Für ihre erst 21 Jahre wirkt Delia Durrer erstaunlich reif und reflektiert. Beat Tschuor, Cheftrainer des Schweizer Frauen-Teams, sagt: «Sie ist eine seriöse und akribische Athletin, die sehr fokussiert und zielstrebig arbeitet. Gleichzeitig ist sie geduldig und bestrebt, sich immer weiterzuentwickeln.»
Zugute kommt Durrer, dass mit Corinne Suter, Jasmin Flury, Lara Gut-Behrami und Michelle Gisin mehrere Top-Fahrerinnen im Team sind. Der Druck verteilt sich auf viele, die Innerschweizerin profitiert vom Windschatten der Arrivierten - und auch von deren Erfahrungen. «Ich spreche häufig mit meinen Teamkolleginnen. Sie sind sehr offen und geben mir Tipps. Das ist extrem hilfreich.»
Auch wenn sie noch viele Ratschläge aufsaugt wie ein Schwamm: Stösst Durrer aus dem Starthaus ab, ist sie selbstredend auf sich allein gestellt. Entscheidend – vor allem in ihrer Paradedisziplin Abfahrt – sind die eigenen Erfahrungen. «Jedes Rennen im Weltcup bringt dich weiter», sagt sie. Letztes Jahr sei sehr herausfordernd gewesen. Weil für Durrer alles neu war. Jeder Ort. Jede Piste. Jeder Medientermin. «Es gibt dir Ruhe, wenn du alles schon mal durchgespielt hast.»
Diese Ruhe schlägt sich in den Leistungen nieder. Den ersten Nachweis hat Durrer am Wochenende in St. Moritz erbracht. Die Ränge 21 und 19 stellen im Vergleich zum Vorjahr eine deutliche Steigerung dar. Zwölf Monate zuvor hatte es ihr im Engadin in zwei Abfahrten nur zu den Plätzen 43 und 41 gereicht.
Angesprochen auf ihre Ziele für die am Wochenende gestartete Speed-Saison, meint Durrer: «Letztes Jahr war die ganze Weltelite neu für mich. Trotzdem schaffte ich es, mich in der Abfahrtswertung unter den besten 30 zu klassieren. Ich fühle mich immer wohler, will mich etablieren und einen Schritt nach vorne machen. Ich will mir dafür aber die nötige Zeit geben.»
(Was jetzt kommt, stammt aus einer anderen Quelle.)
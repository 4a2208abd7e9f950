//! Resource existence check against the live backend state.

use std::sync::Arc;

use provena_store::{StoreError, TableStore};
use tracing::debug;

use crate::resource::ResourceName;

/// Outcome of an existence check.
///
/// A tri-state result instead of a bare boolean so "go ahead" and "already
/// provisioned" cannot be confused at call sites.
#[derive(Debug, Clone, Copy, PartialEq, Eq)]
pub enum ResourceStatus {
    /// The name is unclaimed; provisioning may proceed.
    Available,
    /// The resource already exists; provisioning is a no-op.
    AlreadyExists,
}

/// Checks whether a tenant's backing resource already exists.
///
/// The backend listing is the source of truth; nothing is cached in
/// process memory.
#[derive(Clone)]
pub struct ExistenceChecker {
    store: Arc<dyn TableStore>,
}

impl ExistenceChecker {
    /// Create a checker over the given store.
    pub fn new(store: Arc<dyn TableStore>) -> Self {
        Self { store }
    }

    /// Check the live backend for the given resource name.
    pub async fn check(&self, name: &ResourceName) -> Result<ResourceStatus, StoreError> {
        let tables = self.store.list_table_names().await?;

        let status = if tables.iter().any(|t| t == name.as_str()) {
            ResourceStatus::AlreadyExists
        } else {
            ResourceStatus::Available
        };

        debug!(resource = %name, ?status, "existence check");
        Ok(status)
    }
}

#[cfg(test)]
mod tests {
    use super::*;
    use provena_core::TenantName;
    use provena_store::InMemoryTableStore;

    fn resource(tenant: &str) -> ResourceName {
        ResourceName::for_tenant(&TenantName::new(tenant).unwrap())
    }

    #[tokio::test]
    async fn test_check_available() {
        let store = Arc::new(InMemoryTableStore::new());
        let checker = ExistenceChecker::new(store);

        let status = checker.check(&resource("acme")).await.unwrap();
        assert_eq!(status, ResourceStatus::Available);
    }

    #[tokio::test]
    async fn test_check_already_exists() {
        let store = Arc::new(InMemoryTableStore::with_tables(vec![
            "acme_demo_customer".to_string(),
        ]));
        let checker = ExistenceChecker::new(store);

        let status = checker.check(&resource("acme")).await.unwrap();
        assert_eq!(status, ResourceStatus::AlreadyExists);
    }

    #[tokio::test]
    async fn test_check_other_tenant_does_not_match() {
        let store = Arc::new(InMemoryTableStore::with_tables(vec![
            "globex_demo_customer".to_string(),
        ]));
        let checker = ExistenceChecker::new(store);

        let status = checker.check(&resource("acme")).await.unwrap();
        assert_eq!(status, ResourceStatus::Available);
    }

    #[tokio::test]
    async fn test_check_propagates_backend_failure() {
        let store = Arc::new(InMemoryTableStore::new().failing_lists());
        let checker = ExistenceChecker::new(store);

        assert!(checker.check(&resource("acme")).await.is_err());
    }
}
Am kommenden Wochenende erwartet sie von sich also keine Wunderdinge, schliesslich ist sie Val d’Isère noch kein Weltcup-Rennen gefahren. Der nächste Schritt in die richtige Richtung solls aber schon sein. Allzu viele Gedanken ans Klavierspielen möchte Delia Durrer in dieser Saison nicht mehr verschwenden. (ram/sda)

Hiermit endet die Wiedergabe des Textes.